Carol Kirkpatrick, possibly the brightest writer I ever met in a writing group (proof positive being her ability to scribble out a pithy, brilliantly crafted story on the spot) had the additional charm of treating me to an oral history of Brooklyn whenever we walked its streets together. Combining warmth, depth, humor, and subtlety well into her 90s, she will always represent perfectly what I’d like to be when I grow up. My hope is to charm you with this sample of her writing:
Dumpster Diver
“But it’s for Frank,” I protested as my husband ranted and raved over the latest relic I had dragged in off the street.

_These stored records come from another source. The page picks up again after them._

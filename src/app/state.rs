// src/app/state.rs
//! Application state management.

use std::collections::HashSet;

use anyhow::Result;
use crossterm::event::{KeyCode, KeyEvent};
use ratatui::{Frame, layout::Rect, widgets::ListState};
use tracing::warn;

use crate::{
    audio::{AnalysisGraph, PlaybackController, Visualizer},
    catalog::{self, Track, TrackId},
    config::Config,
    ui::{
        keybindings::{NavigationAction, key_to_action},
        layout::{SectionVisibility, compute_layout},
        widgets::{
            PlayerPanelView, TrackRow, render_player_panel, render_track_list,
            render_visualizer,
        },
    },
};

/// Library ordering options.
#[derive(Debug, Clone, Copy, PartialEq, Eq)]
pub enum SortKey {
    Title,
    Artist,
    Duration,
    Year,
}

impl SortKey {
    fn next(self) -> Self {
        match self {
            SortKey::Title => SortKey::Artist,
            SortKey::Artist => SortKey::Duration,
            SortKey::Duration => SortKey::Year,
            SortKey::Year => SortKey::Title,
        }
    }

    fn label(self) -> &'static str {
        match self {
            SortKey::Title => "title",
            SortKey::Artist => "artist",
            SortKey::Duration => "duration",
            SortKey::Year => "year",
        }
    }
}

/// Main application state. Owns the playback controller, the analysis
/// graph, and the visualizer for the whole session; widgets only borrow
/// them.
pub struct App {
    pub controller: PlaybackController,
    pub graph: AnalysisGraph,
    pub visualizer: Visualizer,

    /// Session-local favorite overlay over the read-only catalog.
    favorites: HashSet<TrackId>,

    /// Current library view (filtered and sorted track ids).
    view: Vec<TrackId>,
    state: ListState,
    selected: usize,
    sort: SortKey,
    /// Index into the catalog genre table; `None` shows everything.
    genre_filter: Option<usize>,
    query: String,
    search_active: bool,

    /// Recommendations for the current track, refreshed on change.
    recommendations: Vec<&'static Track>,
    recommended_for: Option<TrackId>,

    pub visibility: SectionVisibility,
}

impl App {
    pub fn new(config: &Config) -> Result<Self> {
        let mut state = ListState::default();
        state.select(Some(0));

        let mut app = Self {
            controller: PlaybackController::new(config.audio.volume),
            graph: AnalysisGraph::new(
                config.visualizer.spectrum_size,
                config.visualizer.waveform_size,
                config.visualizer.smoothing,
            ),
            visualizer: Visualizer::new(config.visualizer.mode),
            favorites: HashSet::new(),
            view: Vec::new(),
            state,
            selected: 0,
            sort: SortKey::Title,
            genre_filter: None,
            query: String::new(),
            search_active: false,
            recommendations: Vec::new(),
            recommended_for: None,
            visibility: SectionVisibility::default(),
        };
        app.rebuild_view();
        Ok(app)
    }

    /// Handle a key event and return true if the app should quit.
    pub fn on_key(&mut self, key: KeyEvent) -> bool {
        if self.search_active {
            self.on_search_key(key);
            return false;
        }

        match key_to_action(&key) {
            NavigationAction::Down => {
                if self.selected + 1 < self.view.len() {
                    self.selected += 1;
                }
            }
            NavigationAction::Up => {
                if self.selected > 0 {
                    self.selected -= 1;
                }
            }
            NavigationAction::Enter => {
                if let Some(&id) = self.view.get(self.selected) {
                    self.controller.select(id);
                }
            }
            NavigationAction::TogglePause => {
                self.controller.toggle();
                self.sync_visualizer();
            }
            NavigationAction::Stop => {
                self.controller.stop();
                self.sync_visualizer();
            }
            NavigationAction::NextTrack => self.controller.next(),
            NavigationAction::PreviousTrack => self.controller.previous(),
            NavigationAction::ToggleShuffle => self.controller.toggle_shuffle(),
            NavigationAction::CycleRepeat => self.controller.cycle_repeat(),
            NavigationAction::ToggleMute => self.controller.toggle_mute(),
            NavigationAction::VolumeUp => self.controller.adjust_volume(0.05),
            NavigationAction::VolumeDown => self.controller.adjust_volume(-0.05),
            NavigationAction::SeekForward => self.controller.seek_by(5.0),
            NavigationAction::SeekBackward => self.controller.seek_by(-5.0),
            NavigationAction::CycleVisualizer => self.visualizer.cycle_mode(),
            NavigationAction::ToggleFavorite => {
                if let Some(&id) = self.view.get(self.selected) {
                    if !self.favorites.remove(&id) {
                        self.favorites.insert(id);
                    }
                }
            }
            NavigationAction::CycleSort => {
                self.sort = self.sort.next();
                self.rebuild_view();
            }
            NavigationAction::CycleGenreFilter => {
                self.cycle_genre_filter();
                self.rebuild_view();
            }
            NavigationAction::StartSearch => {
                self.search_active = true;
            }
            NavigationAction::ToggleSection(d) => {
                self.visibility.toggle(d);
            }
            NavigationAction::Quit => {
                self.shutdown();
                return true;
            }
            NavigationAction::None => {}
        }

        self.state.select(Some(self.selected));
        false
    }

    fn on_search_key(&mut self, key: KeyEvent) {
        match key.code {
            KeyCode::Esc => {
                self.search_active = false;
                self.query.clear();
                self.rebuild_view();
            }
            KeyCode::Enter => {
                self.search_active = false;
            }
            KeyCode::Backspace => {
                self.query.pop();
                self.rebuild_view();
            }
            KeyCode::Char(c) => {
                self.query.push(c);
                self.rebuild_view();
            }
            _ => {}
        }
    }

    fn cycle_genre_filter(&mut self) {
        let count = catalog::genres().len();
        self.genre_filter = match self.genre_filter {
            None => Some(0),
            Some(ix) if ix + 1 < count => Some(ix + 1),
            Some(_) => None,
        };
    }

    /// Recompute the library view from search, filter, and sort state.
    fn rebuild_view(&mut self) {
        let mut tracks: Vec<&'static Track> = if self.query.is_empty() {
            catalog::tracks().iter().collect()
        } else {
            catalog::search_tracks(&self.query)
        };

        if let Some(ix) = self.genre_filter {
            let genre = catalog::genres()[ix].name;
            tracks.retain(|t| t.genre == genre);
        }

        match self.sort {
            SortKey::Title => tracks.sort_by_key(|t| t.title),
            SortKey::Artist => tracks.sort_by_key(|t| t.artist),
            SortKey::Duration => tracks.sort_by_key(|t| t.duration_secs),
            SortKey::Year => tracks.sort_by_key(|t| t.year),
        }

        self.view = tracks.iter().map(|t| t.id).collect();
        if self.selected >= self.view.len() {
            self.selected = self.view.len().saturating_sub(1);
        }
        self.state.select(Some(self.selected));
    }

    /// Per-tick update: drain playback events, keep the analysis graph
    /// bound, and advance the render loop.
    pub fn on_tick(&mut self) {
        self.controller.poll_events();

        // The graph binds lazily on the first playback attempt and stays
        // bound until shutdown; pausing never tears it down.
        if self.controller.current_track().is_some() && !self.graph.is_attached() {
            if let Err(e) = self.graph.attach(self.controller.source()) {
                warn!(error = %e, "could not attach analysis graph");
            }
        }

        self.refresh_recommendations();
        self.sync_visualizer();
        self.visualizer.tick(&mut self.graph);
    }

    fn sync_visualizer(&mut self) {
        self.visualizer
            .sync(self.controller.is_playing(), self.graph.is_attached());
    }

    fn refresh_recommendations(&mut self) {
        let current = self.controller.current_track();
        let current_id = current.map(|t| t.id);
        if current_id != self.recommended_for {
            self.recommended_for = current_id;
            self.recommendations = catalog::get_recommended_tracks(current, 3);
        }
    }

    /// Forward a terminal resize to the visualizer so the drawable
    /// dimensions track the new layout without restarting the loop.
    pub fn on_resize(&mut self, width: u16, height: u16) {
        let layout = compute_layout(Rect::new(0, 0, width, height), &self.visibility);
        if let Some(area) = layout.visualizer_area {
            self.visualizer.handle_resize(
                area.width.saturating_sub(2),
                area.height.saturating_sub(2),
            );
        }
    }

    /// Draw the application UI.
    pub fn draw(&mut self, f: &mut Frame<'_>) {
        let layout = compute_layout(f.area(), &self.visibility);
        let current_id = self.controller.current_track().map(|t| t.id);

        let mut col_index = 0usize;
        for section in layout.section_order.iter() {
            let Some(&area) = layout.columns.get(col_index) else {
                break;
            };
            match *section {
                "library" => {
                    let rows: Vec<TrackRow> = self
                        .view
                        .iter()
                        .filter_map(|&id| catalog::get_track_by_id(id))
                        .map(|track| TrackRow {
                            track,
                            is_current: Some(track.id) == current_id,
                            favorite: self.favorites.contains(&track.id),
                        })
                        .collect();
                    render_track_list(f, area, &self.library_title(), &rows, &mut self.state);
                }
                "player" => {
                    let view = PlayerPanelView {
                        track: self.controller.current_track(),
                        playing: self.controller.is_playing(),
                        position: self.controller.position(),
                        duration: self.controller.duration(),
                        volume: self.controller.volume(),
                        muted: self.controller.is_muted(),
                        shuffle: self.controller.is_shuffle(),
                        repeat: self.controller.repeat(),
                        favorite: current_id
                            .map(|id| self.favorites.contains(&id))
                            .unwrap_or(false),
                        error: self.controller.error().map(|e| e.to_string()),
                        recommendations: &self.recommendations,
                    };
                    render_player_panel(f, area, &view);
                }
                _ => {}
            }
            col_index += 1;
        }

        if let Some(area) = layout.visualizer_area {
            render_visualizer(f, area, &mut self.visualizer);
        }
    }

    fn library_title(&self) -> String {
        let mut title = format!("1: Library [sort: {}]", self.sort.label());
        if let Some(ix) = self.genre_filter {
            title.push_str(&format!(" [genre: {}]", catalog::genres()[ix].name));
        }
        if self.search_active {
            title.push_str(&format!(" /{}_", self.query));
        } else if !self.query.is_empty() {
            title.push_str(&format!(" /{}", self.query));
        }
        title
    }

    /// Release every audio resource exactly once: cancel the render
    /// loop, detach the analysis graph, and stop the source.
    pub fn shutdown(&mut self) {
        self.visualizer.stop();
        self.graph.detach();
        self.controller.stop();
    }
}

In spite of himself, he had to laugh. It was an 1890s wheelchair as big as a Barcalounger but infinitely more graceful. Reminiscent of a Thonet rocking chair, cane back and all.
He had to laugh. Frank, his boyhood friend, was the world’s biggest hypochondriac. His shenanigans of helplessness and his manipulation of my husband to mother hen him…and my fury at that…had almost cost us our marriage.
Needless to say our friend Frank did not want the piece. But another friend, Randy, did.
Randy was an artist and a Renaissance woman. She painted, she wrote (later published a book), she took fabric remnants and transformed them into dresses which Saks Fifth Avenue and similar stores snapped up and sold for many times what they paid her…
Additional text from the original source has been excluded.